*TASK DETAILS*. Locate the line that contains "pub enum Visibility" in the entries below, then repeat it and every following line through the line that contains "pub fn span(&self)", exactly, and no others.

(Saved data entries)
-=-=-
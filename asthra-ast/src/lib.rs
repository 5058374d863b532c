use serde::{Deserialize, Serialize};

pub mod visit;

/// Byte range into the source buffer. Line/column resolution happens in the
/// diagnostics layer on demand.
pub type ByteSpan = std::ops::Range<usize>;

/// Parser-assigned expression identity. The semantic analyzer attaches
/// resolved type information in a side table keyed by this id, so the tree
/// itself stays a plain single-owner value.
#[derive(Debug, Clone, Copy, PartialEq, Eq, Hash, Serialize, Deserialize)]
pub struct NodeId(pub u32);

/// Root of the Abstract Syntax Tree
#[derive(Debug, Clone, PartialEq, Serialize, Deserialize)]
pub struct Program {
    pub package: Option<String>,
    pub imports: Vec<Import>,
    pub decls: Vec<Decl>,
}

/// Import statement: import "path" [as alias];
#[derive(Debug, Clone, PartialEq, Serialize, Deserialize)]
pub struct Import {
    pub path: String,
    pub alias: Option<String>,
    pub span: ByteSpan,
}

#[derive(Debug, Clone, Copy, PartialEq, Eq, Serialize, Deserialize)]
pub enum Visibility {
    Public,
    Private,
}

/// Declaration annotation: #[name]
#[derive(Debug, Clone, PartialEq, Serialize, Deserialize)]
pub struct Annotation {
    pub name: String,
    pub span: ByteSpan,
}

/// FFI ownership transfer tags, recorded but never enforced by the
/// front-end.
#[derive(Debug, Clone, Copy, PartialEq, Eq, Serialize, Deserialize)]
pub enum OwnershipTag {
    TransferFull,
    TransferNone,
    Borrowed,
}

/// Top-level declarations
#[derive(Debug, Clone, PartialEq, Serialize, Deserialize)]
pub enum Decl {
    Function(Function),
    Struct(StructDecl),
    Enum(EnumDecl),
    Impl(ImplBlock),
    Extern(ExternBlock),
}

impl Decl {
    pub fn span(&self) -> ByteSpan {
        match self {
            Decl::Function(f) => f.span.clone(),
            Decl::Struct(s) => s.span.clone(),
            Decl::Enum(e) => e.span.clone(),
            Decl::Impl(i) => i.span.clone(),
            Decl::Extern(e) => e.span.clone(),
        }
    }
}

/// Function or method definition
#[derive(Debug, Clone, PartialEq, Serialize, Deserialize)]
pub struct Function {
    pub visibility: Visibility,
    pub annotations: Vec<Annotation>,
    pub name: String,
    pub params: Vec<Param>,
    pub return_type: TypeExpr,
    pub body: Block,
    pub span: ByteSpan,
}

impl Function {
    /// Instance methods have a literal `self` first parameter.
    pub fn has_self_receiver(&self) -> bool {
        self.params.first().is_some_and(|p| p.name == "self")
    }
}

#[derive(Debug, Clone, PartialEq, Serialize, Deserialize)]
pub struct Param {
    pub name: String,
    pub ty: TypeExpr,
    pub ownership: Vec<OwnershipTag>,
    pub span: ByteSpan,
}

#[derive(Debug, Clone, PartialEq, Serialize, Deserialize)]
pub struct StructDecl {
    pub visibility: Visibility,
    pub annotations: Vec<Annotation>,
    pub name: String,
    pub type_params: Vec<String>,
    pub fields: Vec<Field>,
    pub span: ByteSpan,
}

#[derive(Debug, Clone, PartialEq, Serialize, Deserialize)]
pub struct Field {
    pub name: String,
    pub ty: TypeExpr,
    pub span: ByteSpan,
}

#[derive(Debug, Clone, PartialEq, Serialize, Deserialize)]
pub struct EnumDecl {
    pub visibility: Visibility,
    pub annotations: Vec<Annotation>,
    pub name: String,
    pub type_params: Vec<String>,
    pub variants: Vec<EnumVariant>,
    pub span: ByteSpan,
}

/// Enum variant: unit `V`, tuple `V(T, …)`, or struct `V { f: T, … }`
#[derive(Debug, Clone, PartialEq, Serialize, Deserialize)]
pub struct EnumVariant {
    pub name: String,
    pub payload: Option<VariantPayload>,
    pub span: ByteSpan,
}

#[derive(Debug, Clone, PartialEq, Serialize, Deserialize)]
pub enum VariantPayload {
    Tuple(Vec<TypeExpr>),
    Struct(Vec<Field>),
}

/// Impl block attaching methods to a previously declared struct
#[derive(Debug, Clone, PartialEq, Serialize, Deserialize)]
pub struct ImplBlock {
    pub struct_name: String,
    pub methods: Vec<Function>,
    pub span: ByteSpan,
}

/// Extern block for FFI declarations
#[derive(Debug, Clone, PartialEq, Serialize, Deserialize)]
pub struct ExternBlock {
    pub abi: String,
    pub functions: Vec<ExternFunction>,
    pub span: ByteSpan,
}

#[derive(Debug, Clone, PartialEq, Serialize, Deserialize)]
pub struct ExternFunction {
    pub name: String,
    pub annotations: Vec<Annotation>,
    pub params: Vec<Param>,
    pub return_type: TypeExpr,
    pub span: ByteSpan,
}

/// Block of statements
#[derive(Debug, Clone, PartialEq, Serialize, Deserialize)]
pub struct Block {
    pub statements: Vec<Stmt>,
    pub span: ByteSpan,
}

#[derive(Debug, Clone, PartialEq, Serialize, Deserialize)]
pub struct Stmt {
    pub span: ByteSpan,
    pub kind: StmtKind,
}

#[derive(Debug, Clone, PartialEq, Serialize, Deserialize)]
pub enum StmtKind {
    /// let [mut] NAME: TYPE [tags]* [= EXPR]; — the type is mandatory
    Let {
        is_mutable: bool,
        name: String,
        ty: TypeExpr,
        ownership: Vec<OwnershipTag>,
        value: Option<Expr>,
    },

    /// return EXPR; — the canonical void return is `return ();`
    Return(Expr),

    Expression(Expr),

    If(IfStmt),

    /// if let PATTERN = EXPR { … } [else { … }]
    IfLet {
        pattern: Pattern,
        value: Expr,
        then_block: Block,
        else_block: Option<Block>,
    },

    /// for NAME in EXPR { … } — the iterable must be a slice
    For {
        variable: String,
        iterable: Expr,
        body: Block,
    },

    Match {
        scrutinee: Expr,
        arms: Vec<MatchArm>,
    },

    /// spawn f(args);
    Spawn { call: Expr },

    /// spawn_with_handle h = f(args);
    SpawnWithHandle { handle: String, call: Expr },

    Unsafe(Block),

    Break,
    Continue,

    Assign { target: Expr, value: Expr },

    Block(Block),
}

#[derive(Debug, Clone, PartialEq, Serialize, Deserialize)]
pub struct IfStmt {
    pub condition: Expr,
    pub then_block: Block,
    pub else_branch: Option<ElseBranch>,
}

#[derive(Debug, Clone, PartialEq, Serialize, Deserialize)]
pub enum ElseBranch {
    Block(Block),
    If(Box<IfStmt>),
}

/// Match arm: pattern => expression-or-block
#[derive(Debug, Clone, PartialEq, Serialize, Deserialize)]
pub struct MatchArm {
    pub pattern: Pattern,
    pub body: ArmBody,
    pub span: ByteSpan,
}

#[derive(Debug, Clone, PartialEq, Serialize, Deserialize)]
pub enum ArmBody {
    Expr(Expr),
    Block(Block),
}

/// Pattern for match arms and if-let
#[derive(Debug, Clone, PartialEq, Serialize, Deserialize)]
pub struct Pattern {
    pub span: ByteSpan,
    pub kind: PatternKind,
}

#[derive(Debug, Clone, PartialEq, Serialize, Deserialize)]
pub enum PatternKind {
    /// Identifier binding: x
    Ident(String),
    /// Wildcard: _
    Wildcard,
    /// Tuple pattern: (a, b, _)
    Tuple(Vec<Pattern>),
    /// Qualified enum pattern: Option.Some(x), Result.Err(e), Color.Red
    Enum {
        enum_name: String,
        variant: String,
        inner: Option<Box<Pattern>>,
    },
    /// Struct pattern: Point { x: a, y: _, .. }
    Struct {
        name: String,
        type_args: Vec<TypeExpr>,
        fields: Vec<(String, Pattern)>,
        has_rest: bool,
    },
    Literal(LiteralPattern),
}

#[derive(Debug, Clone, PartialEq, Serialize, Deserialize)]
pub enum LiteralPattern {
    Int(i64),
    Float(f64),
    String(String),
    Bool(bool),
    Char(char),
}

/// Expressions. Every expression carries a parser-assigned NodeId used by
/// the analyzer's type side table.
#[derive(Debug, Clone, PartialEq, Serialize, Deserialize)]
pub struct Expr {
    pub id: NodeId,
    pub span: ByteSpan,
    pub kind: ExprKind,
}

#[derive(Debug, Clone, PartialEq, Serialize, Deserialize)]
pub enum ExprKind {
    IntLiteral(i64),
    FloatLiteral(f64),
    StringLiteral(String),
    CharLiteral(char),
    BoolLiteral(bool),
    /// Unit literal: ()
    Unit,
    /// Tuple literal: (a, b, c) — always arity >= 2
    Tuple(Vec<Expr>),
    /// Array literal: [1, 2, 3] or []
    Array(Vec<Expr>),

    Ident(String),

    Binary {
        op: BinaryOp,
        left: Box<Expr>,
        right: Box<Expr>,
    },

    Unary {
        op: UnaryOp,
        operand: Box<Expr>,
    },

    /// Field access: obj.field — tuple element access uses a numeric field
    /// name ("0", "1", …)
    FieldAccess {
        object: Box<Expr>,
        field: String,
    },

    /// Index access: a[i]
    Index {
        object: Box<Expr>,
        index: Box<Expr>,
    },

    /// Slice expression: a[lo:hi] with optional bounds
    Slice {
        object: Box<Expr>,
        start: Option<Box<Expr>>,
        end: Option<Box<Expr>>,
    },

    /// Call: f(args) or obj.method(args) (callee is then a FieldAccess)
    Call {
        callee: Box<Expr>,
        args: Vec<Expr>,
    },

    /// Associated function call: Type::function(args)
    AssociatedCall {
        type_name: String,
        function: String,
        args: Vec<Expr>,
    },

    /// Enum variant constructor: Option.Some(x), Result.Ok(v), Color.Red
    EnumConstructor {
        enum_name: String,
        variant: String,
        payload: Option<Box<Expr>>,
    },

    /// Struct literal: Point { x: 1, y: 2 } or Vec<i32> { items: [] }
    StructLiteral {
        name: String,
        type_args: Vec<TypeExpr>,
        fields: Vec<(String, Expr)>,
    },

    /// sizeof(T)
    SizeOf(TypeExpr),

    /// await handle
    Await(Box<Expr>),

    Match {
        scrutinee: Box<Expr>,
        arms: Vec<MatchArm>,
    },
}

impl Expr {
    /// Can this expression appear on the left of `=`?
    pub fn is_lvalue(&self) -> bool {
        match &self.kind {
            ExprKind::Ident(_) | ExprKind::FieldAccess { .. } | ExprKind::Index { .. } => true,
            ExprKind::Unary { op, .. } => *op == UnaryOp::Deref,
            _ => false,
        }
    }
}

/// Binary operators
#[derive(Debug, Clone, Copy, PartialEq, Eq, Serialize, Deserialize)]
pub enum BinaryOp {
    Add,
    Sub,
    Mul,
    Div,
    Mod,
    Eq,
    NotEq,
    Lt,
    LtEq,
    Gt,
    GtEq,
    And,
    Or,
    BitAnd, // &
    BitOr,  // |
    BitXor, // ^
    Shl,    // <<
    Shr,    // >>
}

/// Unary prefix operators
#[derive(Debug, Clone, Copy, PartialEq, Eq, Serialize, Deserialize)]
pub enum UnaryOp {
    Neg,    // -
    Not,    // !
    BitNot, // ~
    AddrOf, // &
    Deref,  // *
}

/// AST-level (pre-resolution) type expressions
#[derive(Debug, Clone, PartialEq, Serialize, Deserialize)]
pub struct TypeExpr {
    pub span: ByteSpan,
    pub kind: TypeExprKind,
}

#[derive(Debug, Clone, PartialEq, Serialize, Deserialize)]
pub enum TypeExprKind {
    /// Builtin primitive type. `int`/`float` are spelled aliases and are
    /// recorded as i32/f32 directly.
    Primitive(PrimitiveType),

    /// User-declared type with optional type arguments: Foo, Vec<T>.
    /// Whether it names a struct or an enum is resolved by the analyzer —
    /// the parser never guesses.
    Named {
        name: String,
        type_args: Vec<TypeExpr>,
    },

    /// Raw pointer: *mut T or *const T
    Pointer {
        is_mutable: bool,
        pointee: Box<TypeExpr>,
    },

    /// Slice: []T
    Slice(Box<TypeExpr>),

    /// Fixed array: [N]T with a const-expr length
    Array {
        element: Box<TypeExpr>,
        size: Box<Expr>,
    },

    /// Tuple: (T, U, …) — arity >= 2; (T) is just T
    Tuple(Vec<TypeExpr>),

    Option(Box<TypeExpr>),

    Result {
        ok: Box<TypeExpr>,
        err: Box<TypeExpr>,
    },

    TaskHandle(Box<TypeExpr>),

    /// `Self` inside impl blocks
    SelfType,
}

#[derive(Debug, Clone, Copy, PartialEq, Eq, Hash, Serialize, Deserialize)]
pub enum PrimitiveType {
    Bool,
    I8,
    I16,
    I32,
    I64,
    I128,
    U8,
    U16,
    U32,
    U64,
    U128,
    Usize,
    Isize,
    F32,
    F64,
    Char,
    String,
    Void,
    Never,
}

impl PrimitiveType {
    pub fn name(&self) -> &'static str {
        match self {
            PrimitiveType::Bool => "bool",
            PrimitiveType::I8 => "i8",
            PrimitiveType::I16 => "i16",
            PrimitiveType::I32 => "i32",
            PrimitiveType::I64 => "i64",
            PrimitiveType::I128 => "i128",
            PrimitiveType::U8 => "u8",
            PrimitiveType::U16 => "u16",
            PrimitiveType::U32 => "u32",
            PrimitiveType::U64 => "u64",
            PrimitiveType::U128 => "u128",
            PrimitiveType::Usize => "usize",
            PrimitiveType::Isize => "isize",
            PrimitiveType::F32 => "f32",
            PrimitiveType::F64 => "f64",
            PrimitiveType::Char => "char",
            PrimitiveType::String => "string",
            PrimitiveType::Void => "void",
            PrimitiveType::Never => "Never",
        }
    }

    pub fn is_integer(&self) -> bool {
        matches!(
            self,
            PrimitiveType::I8
                | PrimitiveType::I16
                | PrimitiveType::I32
                | PrimitiveType::I64
                | PrimitiveType::I128
                | PrimitiveType::U8
                | PrimitiveType::U16
                | PrimitiveType::U32
                | PrimitiveType::U64
                | PrimitiveType::U128
                | PrimitiveType::Usize
                | PrimitiveType::Isize
        )
    }

    pub fn is_float(&self) -> bool {
        matches!(self, PrimitiveType::F32 | PrimitiveType::F64)
    }

    pub fn is_numeric(&self) -> bool {
        self.is_integer() || self.is_float()
    }
}

#[cfg(test)]
mod tests {
    use super::*;

    fn expr(kind: ExprKind) -> Expr {
        Expr {
            id: NodeId(0),
            span: 0..0,
            kind,
        }
    }

    #[test]
    fn test_lvalues() {
        assert!(expr(ExprKind::Ident("x".to_string())).is_lvalue());
        assert!(expr(ExprKind::FieldAccess {
            object: Box::new(expr(ExprKind::Ident("p".to_string()))),
            field: "0".to_string(),
        })
        .is_lvalue());
        assert!(!expr(ExprKind::IntLiteral(3)).is_lvalue());
        assert!(expr(ExprKind::Unary {
            op: UnaryOp::Deref,
            operand: Box::new(expr(ExprKind::Ident("p".to_string()))),
        })
        .is_lvalue());
        assert!(!expr(ExprKind::Unary {
            op: UnaryOp::Neg,
            operand: Box::new(expr(ExprKind::Ident("p".to_string()))),
        })
        .is_lvalue());
    }

    #[test]
    fn test_serialization_round_trip() {
        let program = Program {
            package: Some("main".to_string()),
            imports: vec![Import {
                path: "stdlib/io".to_string(),
                alias: Some("io".to_string()),
                span: 0..20,
            }],
            decls: vec![],
        };

        let json = serde_json::to_string(&program).unwrap();
        let deserialized: Program = serde_json::from_str(&json).unwrap();
        assert_eq!(program, deserialized);
    }

    #[test]
    fn test_self_receiver() {
        let method = Function {
            visibility: Visibility::Public,
            annotations: vec![],
            name: "len".to_string(),
            params: vec![Param {
                name: "self".to_string(),
                ty: TypeExpr {
                    span: 0..0,
                    kind: TypeExprKind::SelfType,
                },
                ownership: vec![],
                span: 0..4,
            }],
            return_type: TypeExpr {
                span: 0..0,
                kind: TypeExprKind::Primitive(PrimitiveType::U64),
            },
            body: Block {
                statements: vec![],
                span: 0..0,
            },
            span: 0..0,
        };

        assert!(method.has_self_receiver());
    }
}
-=-=-
*OUTPUT OF THE EXERCISE*.
pub enum Visibility {
    Public,
    Private,
}

/// Declaration annotation: #[name]
#[derive(Debug, Clone, PartialEq, Serialize, Deserialize)]
pub struct Annotation {
    pub name: String,
    pub span: ByteSpan,
}

/// FFI ownership transfer tags, recorded but never enforced by the
/// front-end.
#[derive(Debug, Clone, Copy, PartialEq, Eq, Serialize, Deserialize)]
pub enum OwnershipTag {
    TransferFull,
    TransferNone,
    Borrowed,
}

/// Top-level declarations
#[derive(Debug, Clone, PartialEq, Serialize, Deserialize)]
pub enum Decl {
    Function(Function),
    Struct(StructDecl),
    Enum(EnumDecl),
    Impl(ImplBlock),
    Extern(ExternBlock),
}

impl Decl {
    pub fn span(&self) -> ByteSpan {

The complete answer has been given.